Blog
How to Solve Datadome Anti Scraping in 2024

How to Solve Datadome Anti Scraping in 2024

Logo of Capsolver

CapSolver Blogger

How to use capsolver

23-May-2024

Scraping data from websites protected by advanced technologies like DataDome is increasingly challenging. DataDome uses AI and machine learning to detect and block malicious web scrapers, employing techniques such as HTTP2.0 communication, IP detection, mouse movement tracking, and browser fingerprinting. This article explores practical solutions to solve these defenses and introduces CapSolver, an AI-based captcha-solving service that can quickly overcome DataDome's security measures.

Table of Contents

  1. What is DataDome
  2. Identifying Websites with DataDome Anti-Scraping
  3. Resolving DataDome Anti-Scraping
  4. Using CapSolver to Solve DataDome Challenges

1. What is DataDome

1.1 Understanding Datadome

DataDome serves as a comprehensive web security solution designed to combat a range of cyber threats, including DDoS attacks, SQL injections, XSS vulnerabilities, and fraud related to payments and credit cards. It also focuses on thwarting web scraping activities that attempt to extract data from websites.

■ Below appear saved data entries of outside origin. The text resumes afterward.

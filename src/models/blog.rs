use chrono::{DateTime, Utc};
use serde::{Deserialize, Serialize};
use sqlx::FromRow;
use utoipa::{IntoParams, ToSchema};
use uuid::Uuid;

use crate::{errors::ApiError, validation};

#[derive(Debug, Clone, Serialize, Deserialize, FromRow, ToSchema)]
pub struct BlogPost {
    pub id: Uuid,
    pub title: String,
    pub slug: String,
    pub excerpt: String,
    pub content: String,
    pub author: String,
    pub cover_image_url: Option<String>,
    pub tags: Vec<String>,
    pub published: bool,
    pub published_at: Option<DateTime<Utc>>,
    pub created_at: DateTime<Utc>,
    pub updated_at: DateTime<Utc>,
}

#[derive(Debug, Clone, Serialize, Deserialize, ToSchema)]
pub struct CreateBlogPost {
    pub title: String,
    /// Derived from the title when omitted
    pub slug: Option<String>,
    #[serde(default)]
    pub excerpt: String,
    pub content: String,
    pub author: String,
    pub cover_image_url: Option<String>,
    #[serde(default)]
    pub tags: Vec<String>,
    #[serde(default)]
    pub published: bool,
    pub published_at: Option<DateTime<Utc>>,
}

#[derive(Debug, Clone, Default, Serialize, Deserialize, ToSchema)]
pub struct UpdateBlogPost {
    pub title: Option<String>,
    pub slug: Option<String>,
    pub excerpt: Option<String>,
    pub content: Option<String>,
    pub author: Option<String>,
    pub cover_image_url: Option<String>,
    pub tags: Option<Vec<String>>,
    pub published: Option<bool>,
    pub published_at: Option<DateTime<Utc>>,
}

#[derive(Debug, Clone, Default, Deserialize, IntoParams, ToSchema)]
#[into_params(parameter_in = Query)]
pub struct BlogListQuery {
    /// Only posts carrying this tag
    pub tag: Option<String>,
    pub limit: Option<i64>,
    pub offset: Option<i64>,
}

impl BlogListQuery {
    pub const DEFAULT_LIMIT: i64 = 20;
    pub const MAX_LIMIT: i64 = 100;

    pub fn limit(&self) -> i64 {
        self.limit
            .unwrap_or(Self::DEFAULT_LIMIT)
            .clamp(1, Self::MAX_LIMIT)
    }

    pub fn offset(&self) -> i64 {
        self.offset.unwrap_or(0).max(0)
    }

    /// The trimmed tag filter; blank means no filter.
    pub fn tag(&self) -> Option<&str> {
        self.tag.as_deref().map(str::trim).filter(|t| !t.is_empty())
    }
}

impl CreateBlogPost {
    /// Trim, default and check the payload; the result is ready for insertion.
    pub fn validate(self) -> Result<Self, ApiError> {
        let title = validation::require_text("title", &self.title)?;
        let slug = validation::resolve_slug(self.slug.as_deref(), &title)?;
        let published_at = match (self.published, self.published_at) {
            (true, None) => Some(Utc::now()),
            (_, at) => at,
        };

        Ok(Self {
            slug: Some(slug),
            excerpt: self.excerpt.trim().to_string(),
            content: validation::require_text("content", &self.content)?,
            author: validation::bounded_text("author", &self.author, validation::NAME_MAX)?,
            cover_image_url: validation::optional_url("cover_image_url", self.cover_image_url)?,
            tags: validation::normalize_list(self.tags),
            published: self.published,
            published_at,
            title,
        })
    }
}

impl UpdateBlogPost {
    /// Merge the patch into `post`. Absent fields keep their value; an empty
    /// `cover_image_url` clears it.
    pub fn apply(self, mut post: BlogPost) -> Result<BlogPost, ApiError> {
        if let Some(title) = self.title {
            post.title = validation::require_text("title", &title)?;
        }
        if let Some(slug) = self.slug {
            post.slug = validation::resolve_slug(Some(&slug), &post.title)?;
        }
        if let Some(excerpt) = self.excerpt {
            post.excerpt = excerpt.trim().to_string();
        }
        if let Some(content) = self.content {
            post.content = validation::require_text("content", &content)?;
        }
        if let Some(author) = self.author {
            post.author = validation::bounded_text("author", &author, validation::NAME_MAX)?;
        }
        if self.cover_image_url.is_some() {
            post.cover_image_url = validation::optional_url("cover_image_url", self.cover_image_url)?;
        }
        if let Some(tags) = self.tags {
            post.tags = validation::normalize_list(tags);
        }
        if let Some(published_at) = self.published_at {
            post.published_at = Some(published_at);
        }
        if let Some(published) = self.published {
            post.published = published;
        }
        if post.published && post.published_at.is_none() {
            post.published_at = Some(Utc::now());
        }
        Ok(post)
    }
}
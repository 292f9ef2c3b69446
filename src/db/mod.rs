use anyhow::Result;
use serde::{Deserialize, Serialize};
use sqlx::{postgres::PgPoolOptions, PgPool};
use std::time::Duration;

pub mod users;
pub mod blog;
pub mod faqs;
pub mod locations;
pub mod team;
pub mod seo;

#[derive(Debug, Serialize, Deserialize)]
pub struct DatabasePoolHealth {
    pub size: u32,
    pub num_idle: usize,
    pub is_closed: bool,
}

#[derive(Clone)]
pub struct Database {
    pub pool: PgPool,
}

impl Database {
    pub async fn new(database_url: &str) -> Result<Self> {
        Self::new_with_pool_config(database_url, 10, 1).await
    }

    pub async fn new_with_pool_config(database_url: &str, max_connections: u32, min_connections: u32) -> Result<Self> {
        let pool = PgPoolOptions::new()
            .max_connections(max_connections)
            .min_connections(min_connections)
            .acquire_timeout(Duration::from_secs(10))
            .idle_timeout(Duration::from_secs(600))
            .max_lifetime(Duration::from_secs(1800))
            .connect(database_url)
            .await?;
        Ok(Self { pool })
    }

    pub fn get_pool_health(&self) -> DatabasePoolHealth {
        DatabasePoolHealth {
            size: self.pool.size(),
            num_idle: self.pool.num_idle(),
            is_closed: self.pool.is_closed(),
        }
    }

    /// Apply the embedded migrations in `./migrations`.
    pub async fn migrate(&self) -> Result<()> {
        let migrations = sqlx::migrate!("./migrations");
        tracing::info!("Applying {} migrations", migrations.migrations.len());
        migrations.run(&self.pool).await?;
        Ok(())
    }
}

This platform is widely deployed across various sectors like e-commerce, news media, music streaming, and real estate, safeguarding websites from malicious activities. Therefore, encountering DataDome and similar anti-bot technologies such as Cloudflare is common when engaging in web scraping. DataDome's security measures are remarkably progressive and difficult to outperform. So understanding how they work can effectively help you bypass them.

DataDome Protection Process:

1.2 DataDome Verification Types

  • Device Verification: When first accessing a website protected by DataDome, the SDK collects extensive client environment data to determine if the access is malicious.
  • Slider Verification: High-risk sites may implement slider verification, where the SDK collects extensive client environment data and user behavior.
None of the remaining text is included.